In August 2019 we conducted a global survey in order to determine the needs of patients and families.
The main results of our global survey are described below.
What type of support do you need?
- Meeting other patients and families to exchange knowledge and experience (63 %).
- Information about possible treatments (54 %).
- Personal medical advice, medical diagnosis (50 %).
- Finding a medical specialist in my country who is familiar with CMTC and/or blood vessel diseases (50 %).
What kind of issues did/do you experience?
- Finding a medical specialist who is familiar with CMTC and/or blood vessel diseases (57 %).
- I’m scared about the future of my child (44 %).
- People are staring at my child giving strange looks and questions/comments (39 %).
What are your information needs?
- Contact with knowledgeable medical specialists (54 %).

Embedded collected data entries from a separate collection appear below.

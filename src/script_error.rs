// Error kinds and description strings follow the Bitcoin Core source code,
// files src/script/script_error.{h,cpp}.

use core::fmt;

/// Terminal verdict of a failed script evaluation.
///
/// Every kind is fatal; the interpreter never recovers past the first
/// error. Callers get the kind for logging and policy decisions.
#[derive(Debug, Clone, Copy, PartialEq, Eq)]
pub enum ScriptError {
    UnknownError,
    EvalFalse,
    OpReturn,

    /* Max sizes */
    ScriptSize,
    PushSize,
    OpCount,
    StackSize,
    SigCount,
    PubKeyCount,

    /* Failed verify operations */
    Verify,
    EqualVerify,
    CheckMultisigVerify,
    CheckSigVerify,
    NumEqualVerify,

    /* Logical/Format/Canonical errors */
    BadOpcode,
    DisabledOpcode,
    InvalidStackOperation,
    InvalidAltstackOperation,
    UnbalancedConditional,

    /* OP_CHECKLOCKTIMEVERIFY and OP_CHECKSEQUENCEVERIFY */
    NegativeLocktime,
    UnsatisfiedLocktime,

    /* Malleability */
    SigHashType,
    SigDer,
    MinimalData,
    SigPushOnly,
    SigHighS,
    SigNullDummy,
    PubKeyType,
    MinimalIf,

    /* Softfork safeness */
    DiscourageUpgradableNops,
    DiscourageUpgradableWitnessProgram,

    /* Segregated witness */
    WitnessProgramWrongLength,
    WitnessProgramWitnessEmpty,
    WitnessProgramMismatch,
    WitnessMalleated,
    WitnessUnexpected,

    /// Bitcoin Core reports number overflows as unknown error; a
    /// distinct kind is more useful to callers.
    NumOverflow,
}

impl ScriptError {
    pub fn description(&self) -> &'static str {
        match self {
            ScriptError::EvalFalse => {
                "Script evaluated without error but finished with a false/empty top stack element"
            }
            ScriptError::OpReturn => "OP_RETURN was encountered",
            ScriptError::ScriptSize => "Script is too big",
            ScriptError::PushSize => "Push value size limit exceeded",
            ScriptError::OpCount => "Operation limit exceeded",
            ScriptError::StackSize => "Stack size limit exceeded",
            ScriptError::SigCount => "Signature count negative or greater than pubkey count",
            ScriptError::PubKeyCount => "Pubkey count negative or limit exceeded",
            ScriptError::Verify => "Script failed an OP_VERIFY operation",
            ScriptError::EqualVerify => "Script failed an OP_EQUALVERIFY operation",
            ScriptError::CheckMultisigVerify => {
                "Script failed an OP_CHECKMULTISIGVERIFY operation"
            }
            ScriptError::CheckSigVerify => "Script failed an OP_CHECKSIGVERIFY operation",
            ScriptError::NumEqualVerify => "Script failed an OP_NUMEQUALVERIFY operation",
            ScriptError::BadOpcode => "Opcode missing or not understood",
            ScriptError::DisabledOpcode => "Attempted to use a disabled opcode",
            ScriptError::InvalidStackOperation => {
                "Operation not valid with the current stack size"
            }
            ScriptError::InvalidAltstackOperation => {
                "Operation not valid with the current altstack size"
            }
            ScriptError::UnbalancedConditional => "Invalid OP_IF construction",
            ScriptError::NegativeLocktime => "Negative locktime",
            ScriptError::UnsatisfiedLocktime => "Locktime requirement not satisfied",
            ScriptError::SigHashType => "Signature hash type missing or not understood",
            ScriptError::SigDer => "Non-canonical DER signature",
            ScriptError::MinimalData => "Data push larger than necessary",
            ScriptError::SigPushOnly => "Only push operators allowed in signatures",
            ScriptError::SigHighS => "Non-canonical signature: S value is unnecessarily high",
            ScriptError::SigNullDummy => "Dummy CHECKMULTISIG argument must be zero",
            ScriptError::PubKeyType => "Public key is neither compressed or uncompressed",
            ScriptError::MinimalIf => "OP_IF/NOTIF argument must be minimal",
            ScriptError::DiscourageUpgradableNops => "NOPx reserved for soft-fork upgrades",
            ScriptError::DiscourageUpgradableWitnessProgram => {
                "Witness version reserved for soft-fork upgrades"
            }
            ScriptError::WitnessProgramWrongLength => "Witness program has incorrect length",
            ScriptError::WitnessProgramWitnessEmpty => {
                "Witness program was passed an empty witness"
            }
            ScriptError::WitnessProgramMismatch => "Witness program hash mismatch",
            ScriptError::WitnessMalleated => "Witness requires empty scriptSig",
            ScriptError::WitnessUnexpected => "Witness provided for non-witness script",
            ScriptError::NumOverflow => "Script number overflow",
            ScriptError::UnknownError => "unknown error",
        }
    }
}

impl fmt::Display for ScriptError {
    fn fmt(&self, f: &mut fmt::Formatter<'_>) -> fmt::Result {
        write!(f, "{}", self.description())
    }
}

impl std::error::Error for ScriptError {}
//! Bitcoin consensus script engine.
//!
//! A stack-based interpreter for Bitcoin script together with the
//! byte-exact codecs around it: script (de)serialization, the standard
//! output-script templates, and the Base58Check/bech32 address forms.
//!
//! Evaluation is pure: a script either runs to a verdict or fails with
//! a typed [`ScriptError`]; no state is shared between evaluations and
//! callers may run scripts concurrently. Signature verification is
//! delegated to a [`SignatureChecker`] oracle supplied by the caller.

pub mod address;
pub mod condition_stack;
mod context;
mod interpreter;
mod opcode;
pub mod script;
pub mod script_error;
pub mod script_pubkey;
pub mod util;

pub use crate::address::{Address, Network};
pub use crate::context::{NullChecker, SignatureChecker, TransactionChecker, VerifyFlags};
pub use crate::interpreter::{
    MAX_OPS_PER_SCRIPT, MAX_PUBKEYS_PER_MULTISIG, MAX_SCRIPT_ELEMENT_SIZE, MAX_SCRIPT_SIZE,
    MAX_STACK_SIZE, ScriptProgram, eval_script, verify_script, verify_witness_program,
};
pub use crate::opcode::{Opcode, opcodes};
pub use crate::script::{
    OwnedScript, ParseScriptError, PushKind, Script, ScriptBuilder, ScriptElem,
};
pub use crate::script::stack::Stack;
pub use crate::script_error::ScriptError;
pub use crate::script_pubkey::{ScriptPubKey, WitnessV0Program};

- Personal stories of patients (and families) (50 %).
- Possibilities to ask questions (42 %).
The questions have been answered mainly (88 %) by the parents of patients.
What actions are we going to take (based on questions and comments):
- Organise more opportunities for patients and families to meet (virtual and/or in-person).
- Make the role of Patient Advocate clearer.
- Educate our Patient Advocates.
- Recruit more Patient Advocates.
- Add more articles to our website about possible treatments.
- Continue with our personal medical advice initiative and look into online solutions.
- Add personal stories to our website and ask people to share theirs.
- Share website content frequently, e.g. once a week, via social media channels on topics such as psychological aspects of living with a rare disease.
- Enable members (who are not able to attend our global conference) to virtually participate by means of Internet technology.
- Pay more attention to Other Vascular Malformations communication next to CMTC.